Purling Hiss came out in November 2009 on Chicago’s Permanent Records, too late in the year to make much critical headway, but it has since attracted some vocal fans. Doug Mosurock’s blog “Still Single” caught up with the debut a month after its release, noting “The trouble with year-end lists: records like this one, which come out quietly and without fanfare, and run the table on all of the others you’ve chosen. Had this record ... crossed my path even a few weeks earlier, it would have completely dominated. As such, this gets my highest recommendation: extremely thick, dense, wilded-out psychedelic hard rock.”
Now just past the midpoint of 2010, Polizze has two new records in the works. Former Clockcleaner drummer Richie Charles Jr. has plans to release Hissteria—a monster of an album, recorded in 2009 and made of four sprawling, noise-inflected cuts—on his own Richie Records.
Polizze’s friend Kurt Vile passed along some earlier, more song-structured Purling Hiss recordings to Jeremy Earl of super-hot Woodsist, and that label will be putting out Public Service Announcement. Timing on both these releases is still being worked out. A fall tour with Vile, and possibly a split single, are also being discussed, though nothing is set in stone.
Meanwhile, Polizze is putting together a band and reworking his loose, four-tracked soundscapes for live performances. He’s also putting a bit more structure into his new songs, though not so much as to change the sound. “It’s always going to be a little sloppy,” he says. “The chaos is part of it.” (Jennifer Kelly)
Some of the best career advice Kuf Knotz (aka Ty Green) remembers ever getting came a decade ago from the mouth of the late Philly soul giant Teddy Pendergrass, who told the budding rapper—who was just out of Harriton High—that he might want to steer clear of making music for a living.
“I grew up with his son, so I was over at their house a lot, and when Teddy found out I was rhymin’ and starting to play out, the first thing he told me was, ‘Are you sure you wanna get into it? It’s a crazy, cutthroat, ridiculous business.’”

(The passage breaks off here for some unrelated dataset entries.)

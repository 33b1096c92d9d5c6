//! Flappy Gates - a gravity-and-gates arcade game core
//!
//! Core modules:
//! - `sim`: Deterministic simulation (physics, obstacles, collisions, game state)
//! - `renderer`: Rendering collaborator trait and a text renderer
//! - `platform`: Fixed-step driver that buffers host input between ticks
//! - `settings`: Startup configuration (playfield size, seed)

pub mod error;
pub mod platform;
pub mod renderer;
pub mod settings;
pub mod sim;

pub use error::{Error, Result};
pub use settings::{Playfield, Settings};

/// Game configuration constants
pub mod consts {
    /// Fixed simulation timestep (60 Hz)
    pub const SIM_DT: f32 = 1.0 / 60.0;
    /// Maximum substeps per frame to prevent spiral of death
    pub const MAX_SUBSTEPS: u32 = 4;
    /// Longest frame the driver will account for (seconds)
    pub const MAX_FRAME_DT: f32 = 0.1;

    /// Default playfield dimensions
    pub const PLAYFIELD_WIDTH: u32 = 400;
    pub const PLAYFIELD_HEIGHT: u32 = 700;

    /// Avatar defaults
    pub const AVATAR_START_X: f32 = 100.0;
    pub const AVATAR_START_Y: f32 = 300.0;
    pub const AVATAR_SIZE: f32 = 30.0;

    /// Downward acceleration (units/tick²)
    pub const GRAVITY: f32 = 0.6;
    /// Velocity set by a jump (negative = upward)
    pub const JUMP_VELOCITY: f32 = -10.0;

    /// Obstacle geometry
    pub const OBSTACLE_WIDTH: f32 = 80.0;
    pub const GAP_HEIGHT: f32 = 150.0;
    /// Smallest gap_y an obstacle can roll
    pub const GAP_MIN_Y: u32 = 100;
    /// Vertical space reserved outside the random gap range
    pub const GAP_MARGIN: u32 = 300;
    /// Horizontal scroll speed (px/tick)
    pub const OBSTACLE_SPEED: f32 = 4.0;
    /// Spawn when the spawn timer exceeds this value
    pub const SPAWN_INTERVAL: u32 = 100;

    /// Ticks each wing frame is shown for
    pub const FLAP_FRAME_TICKS: u64 = 9;
    /// Number of wing frames in the flap cycle
    pub const FLAP_FRAMES: u64 = 3;
}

Kuf laughs at the recollection. “I was like, ‘What?!’ But then he was like, ‘Stay focused and stay driven, and if you believe in what you’re doing, then no one can take that from you.’”
Now in his late 20s, those words have stuck with Kuf through 10 years and plenty of twists and turns on his way to becoming a local mainstay and emerging national artist. Weaned on everything from hip-hop and gospel to the Dead Milkmen and the Sex Pistols, Kuf was briefly inked to a solo deal with Gamble & Huff’s Philadelphia International Records in his late teens, though the label never released any of his recordings. After that came a stint in the hip-hop group Subtle Ground, which for a time was signed and mentored by DJ Jazzy Jeff. Then came the hip-hop/rock fusion band BurnDown All-Stars, with which Kuf recorded three albums. In recent years he’s been fronting the hip-hop/soul collective the Hustle, and now, finally, Kuf’s dropping his solo debut, BoomBox Logic, on Drexel’s MAD Dragon Records in October.
“I appreciate all the ups and downs I’ve had because it prepares you for everything,” says Kuf. “It can be very frustrating if things fall through, but it’s like, I definitely try to keep a positive outlook on everything and keep moving forward.”